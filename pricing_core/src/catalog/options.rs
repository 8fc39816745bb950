//! Additional Options
//!
//! Add-ons that can be selected on a quotation line: finishing, hardware,
//! lighting and construction variants. Most options carry a unit price;
//! "special" options change other parts of the computation instead (a lid
//! adds surface area, UV bonding raises material cost).

use serde::{Deserialize, Serialize};

/// How an option's unit price is applied.
#[derive(Debug, Clone, Copy, PartialEq, Eq, Hash, Serialize, Deserialize)]
#[serde(rename_all = "kebab-case")]
pub enum UnitKind {
    /// Price × selected quantity
    PerPiece,
    /// Price × product surface
    PerSquareMeter,
    /// Price × a length (edge, LED strip or tape meters)
    PerLinearMeter,
    /// Price × selected quantity of sets
    PerSet,
    /// No direct charge; alters other computations
    Special,
}

/// Engine behaviour an option is tied to.
///
/// Options without a role are plain priced items.
#[derive(Debug, Clone, Copy, PartialEq, Eq, Hash, Serialize, Deserialize)]
#[serde(rename_all = "kebab-case")]
pub enum OptionRole {
    /// Adds a lid panel (w × d) to boxed families
    Lid,
    /// Container bottom in a different material/thickness
    SeparateBottom,
    /// UV bonding: +10% material cost
    UvBonding,
    /// Waterproofing: +15% LED cost on illuminated families
    Waterproofing,
    /// Edge finishing priced per meter of visible edge
    EdgeFinishing,
    /// LED strip priced per meter of strip length
    LedStrip,
    /// Power supply; waives the automatic supply surcharge
    PowerSupply,
    /// Adhesive tape priced per selected meter
    AdhesiveTape,
    /// Header topper panel on pedestal/pegboard stands
    Topper,
    /// Hooks; quantity defaults to the hook grid size
    Hooks,
}

/// Catalog entry for an additional option.
///
/// ## TOML Example
///
/// ```toml
/// [[options]]
/// id = "edge-polish"
/// name = "Diamond edge polishing"
/// price = 18.0
/// unit = "per-linear-meter"
/// role = "edge-finishing"
/// ```
#[derive(Debug, Clone, PartialEq, Serialize, Deserialize)]
pub struct AdditionalOption {
    /// Catalog id referenced by quotation lines
    pub id: String,

    /// Display name
    pub name: String,

    /// Unit price (ignored for special options)
    #[serde(default)]
    pub price: f64,

    /// How the price is applied
    pub unit: UnitKind,

    /// Engine behaviour tied to this option
    #[serde(default, skip_serializing_if = "Option::is_none")]
    pub role: Option<OptionRole>,
}

impl AdditionalOption {
    /// Create a plain priced option.
    pub fn new(id: impl Into<String>, name: impl Into<String>, price: f64, unit: UnitKind) -> Self {
        AdditionalOption {
            id: id.into(),
            name: name.into(),
            price,
            unit,
            role: None,
        }
    }

    /// Create a special (no direct charge) option with a role.
    pub fn special(id: impl Into<String>, name: impl Into<String>, role: OptionRole) -> Self {
        AdditionalOption {
            id: id.into(),
            name: name.into(),
            price: 0.0,
            unit: UnitKind::Special,
            role: Some(role),
        }
    }

    /// Attach an engine role.
    pub fn with_role(mut self, role: OptionRole) -> Self {
        self.role = Some(role);
        self
    }

    /// Check the option's role
    pub fn has_role(&self, role: OptionRole) -> bool {
        self.role == Some(role)
    }

    /// True if the option's price depends on a selected quantity
    pub fn is_counted(&self) -> bool {
        matches!(self.unit, UnitKind::PerPiece | UnitKind::PerSet)
            || (self.unit == UnitKind::PerLinearMeter
                && !matches!(self.role, Some(OptionRole::EdgeFinishing) | Some(OptionRole::LedStrip)))
    }
}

════════════════

Return each line in the records that holds the string "families".

    /// Adds a lid panel (w × d) to boxed families
    /// Waterproofing: +15% LED cost on illuminated families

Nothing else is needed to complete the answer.